ACTIVITY >> Lines in the entries below where the word "VmMap" shows up should each be copied.

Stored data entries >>
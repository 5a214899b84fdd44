//! Trap entry points: page faults, the syscall trampoline and the
//! return-to-user path.
//!
//! The architecture glue decodes its exception frame and funnels into the
//! handlers here. The page-fault flow is: software referenced/modified
//! emulation in the pmap first, then the VM map's fault handler, and only
//! if both refuse does the fault become a SIGSEGV (user mode) or engage
//! the thread's `onfault` resume point (kernel mode).

use crate::pmap::pmap_lookup;
use crate::sched;
use crate::signal::{self, SigVerdict, SIGSEGV};
use crate::thread::{self, ThreadState};
use crate::vm::Prot;
use crate::vm_map::vm_map_lookup;
use crate::{Errno, Result, Vaddr};

/// Where a fault came from.
#[derive(Debug, Clone, Copy, PartialEq, Eq)]
pub enum TrapMode {
    User,
    Kernel,
}

/// Handle a translation or permission fault at `va`.
///
/// Returns `Ok(())` when the fault was resolved and the access should be
/// retried. A user fault that cannot be resolved posts SIGSEGV to the
/// current process and still reports `Ok(())` so the trap returns to
/// user mode and delivers it. An unresolvable kernel fault is returned to
/// the architecture glue, which resumes at the thread's `onfault` address
/// (that is how `copyin`/`copyout` fail with EFAULT) or panics.
pub fn page_fault_handler(mode: TrapMode, va: Vaddr, access: Prot) -> Result<()> {
    // Fast case: the mapping exists and only needs its software
    // referenced/modified bits primed.
    if let Some(pmap) = pmap_lookup(va) {
        match pmap.emulate_bits(va, access) {
            Ok(()) => return Ok(()),
            // EACCES: the access exceeds the installed protection, which
            // may still be a COW write; EINVAL: no mapping materialized
            // yet. Both continue into the VM fault path.
            Err(Errno::Acces) | Err(Errno::Inval) => {}
            Err(e) => return Err(e),
        }
    }
    let resolved = match vm_map_lookup(va) {
        Some(map) => map.page_fault(va, access),
        None => Err(Errno::Fault),
    };
    match resolved {
        Ok(()) => {
            // Prime the freshly entered mapping so the retried access does
            // not bounce straight back.
            if let Some(pmap) = pmap_lookup(va) {
                let _ = pmap.emulate_bits(va, access);
            }
            Ok(())
        }
        Err(err) => match mode {
            TrapMode::User => {
                log::debug!(target: "trap", "user fault at {:#x} ({:?}): SIGSEGV", va, err);
                signal::sig_trap(SIGSEGV, va);
                Ok(())
            }
            TrapMode::Kernel => {
                let onfault = thread::thread_find(sched::current_tid(), |td| td.onfault)
                    .unwrap_or(0);
                if onfault == 0 {
                    panic!("kernel fault at {:#x} with no onfault handler", va);
                }
                Err(Errno::Fault)
            }
        },
    }
}

/// The syscall trampoline: dispatch, then encode the result into the
/// user context. `EJUSTRETURN` leaves the register file exactly as the
/// handler (e.g. `sigreturn`) rewrote it.
pub fn syscall_handler(code: usize, args: &[usize; 6]) {
    let result = crate::syscall::syscall_dispatch(code, args);
    let tid = sched::current_tid();
    let mut ks = sched::ksched().lock();
    let Some(td) = ks.threads.get_mut(tid) else {
        return;
    };
    match result {
        Ok(value) => td.uctx.set_retval(value, false),
        Err(Errno::JustReturn) => {}
        Err(err) => td.uctx.set_retval(err.code() as usize, true),
    }
}

/// Entry of a freshly forked thread: it has no syscall to finish, only the
/// return-to-user path to walk. The zero return value was planted in its
/// user context by `fork`.
pub extern "C" fn fork_return(_arg: usize) {
    user_exc_leave();
}

/// Return-to-user processing: deliver pending signals, honour stop
/// requests, take a pending context switch. The architecture glue calls
/// this last, then restores the user register file.
pub fn user_exc_leave() {
    loop {
        match signal::sig_check() {
            SigVerdict::None => break,
            SigVerdict::Exit(sig) => signal::sig_exit(sig),
            SigVerdict::Stop(_sig) => {
                let mut ks = sched::ksched().lock();
                let current = ks.current;
                if let Some(td) = ks.threads.get_mut(current) {
                    td.state = ThreadState::Stopped;
                }
                sched::switch_locked(&mut ks);
            }
            SigVerdict::Post(ksi, handler, mask) => {
                let map = match crate::proc::proc_self()
                    .and_then(|cell| cell.lock.lock_at("sig_post").vmspace.clone())
                {
                    Some(map) => map,
                    None => break,
                };
                if signal::sig_send(ksi, handler, mask, &map).is_err() {
                    // The user stack cannot even hold the signal frame:
                    // the process dies with an uncatchable SIGILL.
                    signal::sig_exit(signal::SIGILL);
                }
            }
        }
    }
    maybe_preempt();
}

fn maybe_preempt() {
    let mut ks = sched::ksched().lock();
    let current = ks.current;
    let wants = ks
        .threads
        .get(current)
        .map(|td| td.flags.contains(crate::thread::TdFlags::NEEDSWITCH))
        .unwrap_or(false);
    if wants {
        sched::switch_locked(&mut ks);
    }
}

#[cfg(test)]
mod tests {
    use super::*;
    use crate::config::PAGE_SIZE;
    use crate::physmem::testmem;
    use crate::vm::VmFlags;
    use crate::vm_map::{VmMap, vm_map_activate};

    const RW: Prot = Prot::READ.union(Prot::WRITE);

    #[test]
    fn fault_resolves_and_primes_the_mapping() {
        testmem::init();
        crate::testutil::boot();
        let _td0 = crate::testutil::lock_thread0();
        let map = VmMap::new().unwrap();
        let va = map
            .alloc_segment(0, PAGE_SIZE, RW, VmFlags::ANON | VmFlags::PRIVATE)
            .unwrap();
        vm_map_activate(Some(map.clone()));
        page_fault_handler(TrapMode::User, va, Prot::WRITE).unwrap();
        // The access can proceed without re-faulting.
        assert!(!map.pmap().would_fault(va, Prot::WRITE));
        vm_map_activate(None);
    }

    #[test]
    fn cow_write_fault_goes_through_emulation_then_vm() {
        testmem::init();
        crate::testutil::boot();
        let parent = VmMap::new().unwrap();
        let va = parent
            .alloc_segment(0, PAGE_SIZE, RW, VmFlags::ANON | VmFlags::PRIVATE)
            .unwrap();
        // Materialize and dirty the page, then fork.
        parent.page_fault(va, Prot::WRITE).unwrap();
        let child = parent.clone_map().unwrap();
        let _td0 = crate::testutil::lock_thread0();
        vm_map_activate(Some(child.clone()));
        // The child's write first faults as a missing mapping, then the
        // read-only COW mapping upgrades on the second round.
        page_fault_handler(TrapMode::User, va, Prot::WRITE).unwrap();
        assert!(!child.pmap().would_fault(va, Prot::WRITE));
        vm_map_activate(None);
    }

    #[test]
    #[should_panic(expected = "onfault")]
    fn unresolved_kernel_fault_without_onfault_panics() {
        testmem::init();
        crate::testutil::boot();
        let guard = crate::testutil::lock_thread0();
        // No active user map, kernel range unmapped at this address.
        let result = std::panic::catch_unwind(|| {
            page_fault_handler(TrapMode::Kernel, 0xffff_0000_dead_0000, Prot::READ)
        });
        drop(guard);
        if let Err(payload) = result {
            std::panic::resume_unwind(payload);
        }
    }

    #[test]
    fn kernel_fault_with_onfault_reports_efault() {
        testmem::init();
        crate::testutil::boot();
        let _td0 = crate::testutil::lock_thread0();
        let old = thread::set_onfault(0x1234);
        let res = page_fault_handler(TrapMode::Kernel, 0xffff_0000_dead_0000, Prot::READ);
        assert_eq!(res, Err(Errno::Fault));
        thread::set_onfault(old);
    }

    #[test]
    fn syscall_results_land_in_the_user_context() {
        crate::testutil::boot();
        let _td0 = crate::testutil::lock_thread0();
        syscall_handler(9999, &[0; 6]);
        let tid = sched::current_tid();
        let (a0, a1) = thread::thread_find(tid, |td| (td.uctx.a0, td.uctx.a1)).unwrap();
        assert_eq!(a0, Errno::NoSys.code() as usize);
        assert_eq!(a1, 1);
    }
}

ANSWER SPACE >>
    use crate::vm_map::{VmMap, vm_map_activate};
        let map = VmMap::new().unwrap();
        let parent = VmMap::new().unwrap();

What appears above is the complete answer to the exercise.